Segundo Iremar Antonio Ferreira, coordenador do Instituto Madeira Vivo no estado de Rondônia, a expansão de hidrovias na bacia do rio Madeira desconsidera uma série de riscos socioambientais e aspectos de viabilidade econômica. “As populações que vivem nos arredores dos rios, muitas vezes, não possuem nem mesmo abastecimento de água, além de que não existe nenhuma escuta às comunidades e suas demandas”. Para Iremar, a proposta de dragagem não leva em consideração os efeitos nocivos de longo prazo que podem comprometer a saúde do rio e suas funções ecológicas. Em vez de buscar soluções sustentáveis ​​e ecologicamente corretas, a dragagem ameaça alterar o equilíbrio natural do rio, impactando a fauna e flora de seu entorno e prejudicando comunidades ribeirinhas que dependem do rio para seu sustento.

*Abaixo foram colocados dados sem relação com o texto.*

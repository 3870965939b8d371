use crate::boundary::BoundarySet;
use crate::filter::{self, FilterOptions, Selection};
use crate::map::model::LatLon;
use crate::map::{service as map_service, MapDocument};
use crate::photo::PhotoLibrary;
use crate::record::{loader, sanitize};
use crate::Result;
use tracing::info;

pub const NO_RESULTS_MESSAGE: &str = "선택한 조건에 대한 정보가 없습니다.";

pub struct Spreadsheet {
    pub file_name: String,
    pub bytes: Vec<u8>,
}

/// Everything one interaction submits: the sheet, the photos, and the
/// current filter choices.
pub struct Input {
    pub spreadsheet: Spreadsheet,
    pub photos: PhotoLibrary,
    pub selection: Selection,
}

#[derive(Debug)]
pub struct Outcome {
    /// Rows with usable coordinates, before filtering.
    pub row_count: usize,
    pub options: FilterOptions,
    pub map: Option<MapDocument>,
    pub message: Option<String>,
}

/// One full pass from upload to map. Holds no state between calls; a filter
/// change is just another call with the same files.
pub fn run(input: Input, boundaries: &BoundarySet) -> Result<Outcome> {
    let raw = loader::load(&input.spreadsheet.file_name, &input.spreadsheet.bytes)?;
    let records = sanitize::sanitize(raw);
    let options = filter::options(&records);
    let filtered = filter::apply(&records, &input.selection);
    info!(
        rows = records.len(),
        filtered = filtered.len(),
        photos = input.photos.len(),
        "Rendering dashboard"
    );
    let center = match sanitize::mean_position(&records) {
        Some((lat, lon)) if !filtered.is_empty() => LatLon { lat, lon },
        _ => {
            return Ok(Outcome {
                row_count: records.len(),
                options,
                map: None,
                message: Some(NO_RESULTS_MESSAGE.into()),
            })
        }
    };
    let features = boundaries.select(&input.selection.district_codes());
    let map = map_service::compose(center, &filtered, &features, &input.photos);
    Ok(Outcome {
        row_count: records.len(),
        options,
        map: Some(map),
        message: None,
    })
}

#[cfg(test)]
mod test {
    use super::{run, Input, Spreadsheet, NO_RESULTS_MESSAGE};
    use crate::district::ENTIRE_REGION;
    use crate::filter::Selection;
    use crate::photo::PhotoLibrary;
    use crate::test::{mock_boundaries, mock_csv, MOCK_HEADER};
    use crate::Error;

    fn input(csv: String, selection: Selection) -> Input {
        Input {
            spreadsheet: Spreadsheet {
                file_name: "records.csv".into(),
                bytes: csv.into_bytes(),
            },
            photos: PhotoLibrary::default(),
            selection,
        }
    }

    fn sheet() -> String {
        mock_csv(&[
            "중구 청사,중앙동 1,중구,업무시설,100,200,1000,가,2021,35.10,129.03,a.jpg",
            "해운대 도서관,우동 1,해운대구,문화시설,100,200,1000,나,2022,35.16,129.16,b.jpg",
            "좌표 없음,어딘가,해운대구,문화시설,100,200,1000,다,2023,미정,129.16,",
        ])
    }

    #[test]
    fn run_without_filters() {
        let outcome = run(input(sheet(), Selection::default()), &mock_boundaries()).unwrap();
        assert_eq!(2, outcome.row_count);
        let map = outcome.map.unwrap();
        assert_eq!(2, map.clusters.len());
        // No district selected means no boundaries, but every pin is drawn
        assert!(map.overlay.is_none());
        assert!((map.center.lat - 35.13).abs() < 1e-9);
        assert!((map.center.lon - 129.095).abs() < 1e-9);
    }

    #[test]
    fn run_drops_invalid_coordinates() {
        let outcome = run(input(sheet(), Selection::default()), &mock_boundaries()).unwrap();
        let names: Vec<String> = outcome
            .map
            .unwrap()
            .clusters
            .iter()
            .flat_map(|it| it.pins.iter())
            .map(|it| it.tooltip.clone())
            .collect();
        assert!(!names.iter().any(|it| it.contains("좌표 없음")));
    }

    #[test]
    fn run_with_entire_region() {
        let selection = Selection {
            districts: vec![ENTIRE_REGION.into()],
            usages: vec!["문화시설".into()],
        };
        let outcome = run(input(sheet(), selection), &mock_boundaries()).unwrap();
        let map = outcome.map.unwrap();
        assert_eq!(1, map.clusters.len());
        assert_eq!("26350", map.clusters[0].district_code);
        assert_eq!(3, map.overlay.unwrap().shapes.len());
        assert_eq!(2, map.labels.len());
        // The center still averages the whole dataset
        assert!((map.center.lat - 35.13).abs() < 1e-9);
    }

    #[test]
    fn run_no_results() {
        let selection = Selection {
            districts: vec!["중구".into()],
            usages: vec!["문화시설".into()],
        };
        let outcome = run(input(sheet(), selection), &mock_boundaries()).unwrap();
        assert!(outcome.map.is_none());
        assert_eq!(Some(NO_RESULTS_MESSAGE.to_string()), outcome.message);
        assert_eq!(vec!["업무시설", "문화시설"], outcome.options.usages);
    }

    #[test]
    fn run_missing_column() {
        let header = MOCK_HEADER.replace(",사진 경로", "");
        let csv = format!("{header}\na,b,중구,c,1,2,3,d,e,35.1,129.0\n");
        let res = run(input(csv, Selection::default()), &mock_boundaries());
        assert!(matches!(res, Err(Error::InvalidInput(_))));
    }
}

Embora o governo federal diga que seja foco de integração regional latina-americana, o planejamento do projeto “Rotas de Integração” continua sendo o escoamento de grãos e minério para mercados de exportação, especialmente para a China, com baixo valor agregado e elevado custo socioambiental. Para o professor da Universidade de Brasília, Joerg Nowak, o plano, na verdade, “é mais uma maquiagem do que uma verdadeira integração regional”. De acordo com Diego Saavedra, líder de projetos do programa de direitos do Justiça Socioambiental, do Derecho, Ambiente y Recursos Naturales (DAR) no Peru, é importante garantir estudos mais robustos sobre intervenções como a dragagem para hidrovias voltadas ao transporte de commodities, abordando questões como a dinâmica de rios em planícies da Amazônia que carregam sedimentos e impactos sobre os meios de vida de comunidades originárias. No Peru, a mobilização das comunidades indígenas e o envolvimento da comunidade científica evidenciou a inviabilidade socioambiental e econômica do projeto da Hidrovia Amazônica, levando ao seu cancelamento.